• [Input records]
//! Linear assessment wizard: name -> stream -> marks -> interests -> mood.

use thiserror::Error;

use crate::answers::{AssessmentAnswers, Dashboard, Marks, Mood, PartialAnswers, Stream};
use crate::chat::ChatMessage;

pub type SubmissionId = u64;

pub const WIZARD_GREETING: &str = "Hi! I'm your AI Career Assistant. I'll help you discover your perfect career path through a quick assessment. Let's start with your name!";

#[derive(Debug, Clone, Copy, PartialEq, Eq)]
pub enum AnswerField {
    Name,
    Stream,
    Marks,
    Interests,
    Mood,
}

impl AnswerField {
    pub fn label(self) -> &'static str {
        match self {
            Self::Name => "name",
            Self::Stream => "academic stream",
            Self::Marks => "academic performance",
            Self::Interests => "career interests",
            Self::Mood => "mood",
        }
    }
}

#[derive(Debug, Clone, Copy, PartialEq, Eq)]
pub enum InputKind {
    SingleLine,
    MultiLine,
    Choice(&'static [&'static str]),
}

#[derive(Debug, Clone, Copy, PartialEq, Eq)]
pub struct Question {
    pub field: AnswerField,
    pub prompt: &'static str,
    pub kind: InputKind,
    pub placeholder: Option<&'static str>,
}

impl Question {
    pub fn options(&self) -> &'static [&'static str] {
        match self.kind {
            InputKind::Choice(options) => options,
            InputKind::SingleLine | InputKind::MultiLine => &[],
        }
    }
}

pub static QUESTIONS: [Question; 5] = [
    Question {
        field: AnswerField::Name,
        prompt: "What's your name?",
        kind: InputKind::SingleLine,
        placeholder: Some("Enter your full name"),
    },
    Question {
        field: AnswerField::Stream,
        prompt: "What's your academic stream or field of study?",
        kind: InputKind::Choice(Stream::LABELS),
        placeholder: None,
    },
    Question {
        field: AnswerField::Marks,
        prompt: "What's your current academic performance?",
        kind: InputKind::Choice(Marks::LABELS),
        placeholder: None,
    },
    Question {
        field: AnswerField::Interests,
        prompt: "Tell me about your career interests and goals:",
        kind: InputKind::MultiLine,
        placeholder: Some("Describe what excites you professionally..."),
    },
    Question {
        field: AnswerField::Mood,
        prompt: "How are you feeling about your career journey right now?",
        kind: InputKind::Choice(Mood::LABELS),
        placeholder: None,
    },
];

#[derive(Debug, Clone, PartialEq)]
pub enum WizardPhase {
    Asking(usize),
    Submitting { submission_id: SubmissionId },
    Dashboard(Dashboard),
    Error { message: String },
}

/// Outcome of a single answer that was accepted or ignored.
#[derive(Debug, Clone, PartialEq, Eq)]
pub enum WizardStep {
    Advanced { step: usize },
    Completed {
        submission_id: SubmissionId,
        answers: AssessmentAnswers,
    },
    /// Not in an asking phase; nothing changed.
    Ignored,
}

#[derive(Debug, Clone, PartialEq, Eq, Error)]
pub enum WizardRejection {
    #[error("please provide an answer before continuing")]
    Empty,
    #[error("'{value}' is not one of: {}", options.join(", "))]
    NotAnOption {
        value: String,
        options: &'static [&'static str],
    },
    #[error("your {} answer is missing, please answer it again", .0.label())]
    Missing(AnswerField),
}

#[derive(Debug, Clone, PartialEq)]
pub struct Wizard {
    phase: WizardPhase,
    answers: PartialAnswers,
    transcript: Vec<ChatMessage>,
    next_submission_id: SubmissionId,
}

impl Default for Wizard {
    fn default() -> Self {
        Self::new()
    }
}

impl Wizard {
    pub fn new() -> Self {
        Self {
            phase: WizardPhase::Asking(0),
            answers: PartialAnswers::default(),
            transcript: vec![ChatMessage::bot(WIZARD_GREETING)],
            next_submission_id: 1,
        }
    }

    pub fn phase(&self) -> &WizardPhase {
        &self.phase
    }

    pub fn transcript(&self) -> &[ChatMessage] {
        &self.transcript
    }

    pub fn current_question(&self) -> Option<&'static Question> {
        match self.phase {
            WizardPhase::Asking(step) => QUESTIONS.get(step),
            _ => None,
        }
    }

    pub fn is_submitting(&self) -> bool {
        matches!(self.phase, WizardPhase::Submitting { .. })
    }

    /// Applies one answer to the current step.
    ///
    /// Rejections leave the wizard untouched, except [`WizardRejection::Missing`]
    /// which moves back to the question that still lacks an answer.
    pub fn answer(&mut self, raw: &str) -> Result<WizardStep, WizardRejection> {
        let WizardPhase::Asking(step) = self.phase else {
            return Ok(WizardStep::Ignored);
        };
        let question = &QUESTIONS[step];
        let value = raw.trim();
        if value.is_empty() {
            return Err(WizardRejection::Empty);
        }

        let shown = match question.field {
            AnswerField::Name => {
                self.answers.name = Some(value.to_string());
                value.to_string()
            }
            AnswerField::Interests => {
                self.answers.interests = Some(value.to_string());
                value.to_string()
            }
            AnswerField::Stream => {
                let choice = Stream::from_label(value).ok_or_else(|| not_an_option(value, question))?;
                self.answers.stream = Some(choice);
                choice.label().to_string()
            }
            AnswerField::Marks => {
                let choice = Marks::from_label(value).ok_or_else(|| not_an_option(value, question))?;
                self.answers.marks = Some(choice);
                choice.label().to_string()
            }
            AnswerField::Mood => {
                let choice = Mood::from_label(value).ok_or_else(|| not_an_option(value, question))?;
                self.answers.mood = Some(choice);
                choice.label().to_string()
            }
        };
        self.transcript.push(ChatMessage::user(shown));

        let next = step + 1;
        if next < QUESTIONS.len() {
            self.transcript.push(ChatMessage::bot(QUESTIONS[next].prompt));
            self.phase = WizardPhase::Asking(next);
            return Ok(WizardStep::Advanced { step: next });
        }

        let answers = match self.answers.complete() {
            Ok(answers) => answers,
            Err(missing) => {
                let step = QUESTIONS
                    .iter()
                    .position(|question| question.field == missing)
                    .unwrap_or(0);
                self.transcript.push(ChatMessage::bot(QUESTIONS[step].prompt));
                self.phase = WizardPhase::Asking(step);
                return Err(WizardRejection::Missing(missing));
            }
        };
        self.transcript.push(ChatMessage::bot(format!(
            "Perfect, {}! Based on your responses, I'm generating a personalized career roadmap for you. This might take a moment...",
            answers.name
        )));
        let submission_id = self.next_submission_id;
        self.next_submission_id += 1;
        self.phase = WizardPhase::Submitting { submission_id };
        Ok(WizardStep::Completed {
            submission_id,
            answers,
        })
    }

    /// Applies the result of a submission. Results for a submission that is
    /// no longer outstanding are dropped; returns whether it was applied.
    pub fn complete(&mut self, submission_id: SubmissionId, result: Result<Dashboard, String>) -> bool {
        match self.phase {
            WizardPhase::Submitting { submission_id: current } if current == submission_id => {}
            _ => return false,
        }
        self.phase = match result {
            Ok(dashboard) => WizardPhase::Dashboard(dashboard),
            Err(message) => WizardPhase::Error { message },
        };
        true
    }

    /// Back to the first question with an empty transcript and answers.
    /// Submission ids keep counting so late results stay detectable.
    pub fn reset(&mut self) {
        self.phase = WizardPhase::Asking(0);
        self.answers = PartialAnswers::default();
        self.transcript = vec![ChatMessage::bot(WIZARD_GREETING)];
    }
}

fn not_an_option(value: &str, question: &Question) -> WizardRejection {
    WizardRejection::NotAnOption {
        value: value.to_string(),
        options: question.options(),
    }
}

• [Work order]
The full listing is to be written out again, exactly as shown.

• [Completed exercise]
//! Linear assessment wizard: name -> stream -> marks -> interests -> mood.

use thiserror::Error;

use crate::answers::{AssessmentAnswers, Dashboard, Marks, Mood, PartialAnswers, Stream};
use crate::chat::ChatMessage;

pub type SubmissionId = u64;

pub const WIZARD_GREETING: &str = "Hi! I'm your AI Career Assistant. I'll help you discover your perfect career path through a quick assessment. Let's start with your name!";

#[derive(Debug, Clone, Copy, PartialEq, Eq)]
pub enum AnswerField {
    Name,
    Stream,
    Marks,
    Interests,
    Mood,
}

impl AnswerField {
    pub fn label(self) -> &'static str {
        match self {
            Self::Name => "name",
            Self::Stream => "academic stream",
            Self::Marks => "academic performance",
            Self::Interests => "career interests",
            Self::Mood => "mood",
        }
    }
}

#[derive(Debug, Clone, Copy, PartialEq, Eq)]
pub enum InputKind {
    SingleLine,
    MultiLine,
    Choice(&'static [&'static str]),
}

#[derive(Debug, Clone, Copy, PartialEq, Eq)]
pub struct Question {
    pub field: AnswerField,
    pub prompt: &'static str,
    pub kind: InputKind,
    pub placeholder: Option<&'static str>,
}

impl Question {
    pub fn options(&self) -> &'static [&'static str] {
        match self.kind {
            InputKind::Choice(options) => options,
            InputKind::SingleLine | InputKind::MultiLine => &[],
        }
    }
}

pub static QUESTIONS: [Question; 5] = [
    Question {
        field: AnswerField::Name,
        prompt: "What's your name?",
        kind: InputKind::SingleLine,
        placeholder: Some("Enter your full name"),
    },
    Question {
        field: AnswerField::Stream,
        prompt: "What's your academic stream or field of study?",
        kind: InputKind::Choice(Stream::LABELS),
        placeholder: None,
    },
    Question {
        field: AnswerField::Marks,
        prompt: "What's your current academic performance?",
        kind: InputKind::Choice(Marks::LABELS),
        placeholder: None,
    },
    Question {
        field: AnswerField::Interests,
        prompt: "Tell me about your career interests and goals:",
        kind: InputKind::MultiLine,
        placeholder: Some("Describe what excites you professionally..."),
    },
    Question {
        field: AnswerField::Mood,
        prompt: "How are you feeling about your career journey right now?",
        kind: InputKind::Choice(Mood::LABELS),
        placeholder: None,
    },
];

#[derive(Debug, Clone, PartialEq)]
pub enum WizardPhase {
    Asking(usize),
    Submitting { submission_id: SubmissionId },
    Dashboard(Dashboard),
    Error { message: String },
}

/// Outcome of a single answer that was accepted or ignored.
#[derive(Debug, Clone, PartialEq, Eq)]
pub enum WizardStep {
    Advanced { step: usize },
    Completed {
        submission_id: SubmissionId,
        answers: AssessmentAnswers,
    },
    /// Not in an asking phase; nothing changed.
    Ignored,
}

#[derive(Debug, Clone, PartialEq, Eq, Error)]
pub enum WizardRejection {
    #[error("please provide an answer before continuing")]
    Empty,
    #[error("'{value}' is not one of: {}", options.join(", "))]
    NotAnOption {
        value: String,
        options: &'static [&'static str],
    },
    #[error("your {} answer is missing, please answer it again", .0.label())]
    Missing(AnswerField),
}

#[derive(Debug, Clone, PartialEq)]
pub struct Wizard {
    phase: WizardPhase,
    answers: PartialAnswers,
    transcript: Vec<ChatMessage>,
    next_submission_id: SubmissionId,
}

impl Default for Wizard {
    fn default() -> Self {
        Self::new()
    }
}

impl Wizard {
    pub fn new() -> Self {
        Self {
            phase: WizardPhase::Asking(0),
            answers: PartialAnswers::default(),
            transcript: vec![ChatMessage::bot(WIZARD_GREETING)],
            next_submission_id: 1,
        }
    }

    pub fn phase(&self) -> &WizardPhase {
        &self.phase
    }

    pub fn transcript(&self) -> &[ChatMessage] {
        &self.transcript
    }

    pub fn current_question(&self) -> Option<&'static Question> {
        match self.phase {
            WizardPhase::Asking(step) => QUESTIONS.get(step),
            _ => None,
        }
    }

    pub fn is_submitting(&self) -> bool {
        matches!(self.phase, WizardPhase::Submitting { .. })
    }

    /// Applies one answer to the current step.
    ///
    /// Rejections leave the wizard untouched, except [`WizardRejection::Missing`]
    /// which moves back to the question that still lacks an answer.
    pub fn answer(&mut self, raw: &str) -> Result<WizardStep, WizardRejection> {
        let WizardPhase::Asking(step) = self.phase else {
            return Ok(WizardStep::Ignored);
        };
        let question = &QUESTIONS[step];
        let value = raw.trim();
        if value.is_empty() {
            return Err(WizardRejection::Empty);
        }

        let shown = match question.field {
            AnswerField::Name => {
                self.answers.name = Some(value.to_string());
                value.to_string()
            }
            AnswerField::Interests => {
                self.answers.interests = Some(value.to_string());
                value.to_string()
            }
            AnswerField::Stream => {
                let choice = Stream::from_label(value).ok_or_else(|| not_an_option(value, question))?;
                self.answers.stream = Some(choice);
                choice.label().to_string()
            }
            AnswerField::Marks => {
                let choice = Marks::from_label(value).ok_or_else(|| not_an_option(value, question))?;
                self.answers.marks = Some(choice);
                choice.label().to_string()
            }
            AnswerField::Mood => {
                let choice = Mood::from_label(value).ok_or_else(|| not_an_option(value, question))?;
                self.answers.mood = Some(choice);
                choice.label().to_string()
            }
        };
        self.transcript.push(ChatMessage::user(shown));

        let next = step + 1;
        if next < QUESTIONS.len() {
            self.transcript.push(ChatMessage::bot(QUESTIONS[next].prompt));
            self.phase = WizardPhase::Asking(next);
            return Ok(WizardStep::Advanced { step: next });
        }

        let answers = match self.answers.complete() {
            Ok(answers) => answers,
            Err(missing) => {
                let step = QUESTIONS
                    .iter()
                    .position(|question| question.field == missing)
                    .unwrap_or(0);
                self.transcript.push(ChatMessage::bot(QUESTIONS[step].prompt));
                self.phase = WizardPhase::Asking(step);
                return Err(WizardRejection::Missing(missing));
            }
        };
        self.transcript.push(ChatMessage::bot(format!(
            "Perfect, {}! Based on your responses, I'm generating a personalized career roadmap for you. This might take a moment...",
            answers.name
        )));
        let submission_id = self.next_submission_id;
        self.next_submission_id += 1;
        self.phase = WizardPhase::Submitting { submission_id };
        Ok(WizardStep::Completed {
            submission_id,
            answers,
        })
    }

    /// Applies the result of a submission. Results for a submission that is
    /// no longer outstanding are dropped; returns whether it was applied.
    pub fn complete(&mut self, submission_id: SubmissionId, result: Result<Dashboard, String>) -> bool {
        match self.phase {
            WizardPhase::Submitting { submission_id: current } if current == submission_id => {}
            _ => return false,
        }
        self.phase = match result {
            Ok(dashboard) => WizardPhase::Dashboard(dashboard),
            Err(message) => WizardPhase::Error { message },
        };
        true
    }

    /// Back to the first question with an empty transcript and answers.
    /// Submission ids keep counting so late results stay detectable.
    pub fn reset(&mut self) {
        self.phase = WizardPhase::Asking(0);
        self.answers = PartialAnswers::default();
        self.transcript = vec![ChatMessage::bot(WIZARD_GREETING)];
    }
}

fn not_an_option(value: &str, question: &Question) -> WizardRejection {
    WizardRejection::NotAnOption {
        value: value.to_string(),
        options: question.options(),
    }
}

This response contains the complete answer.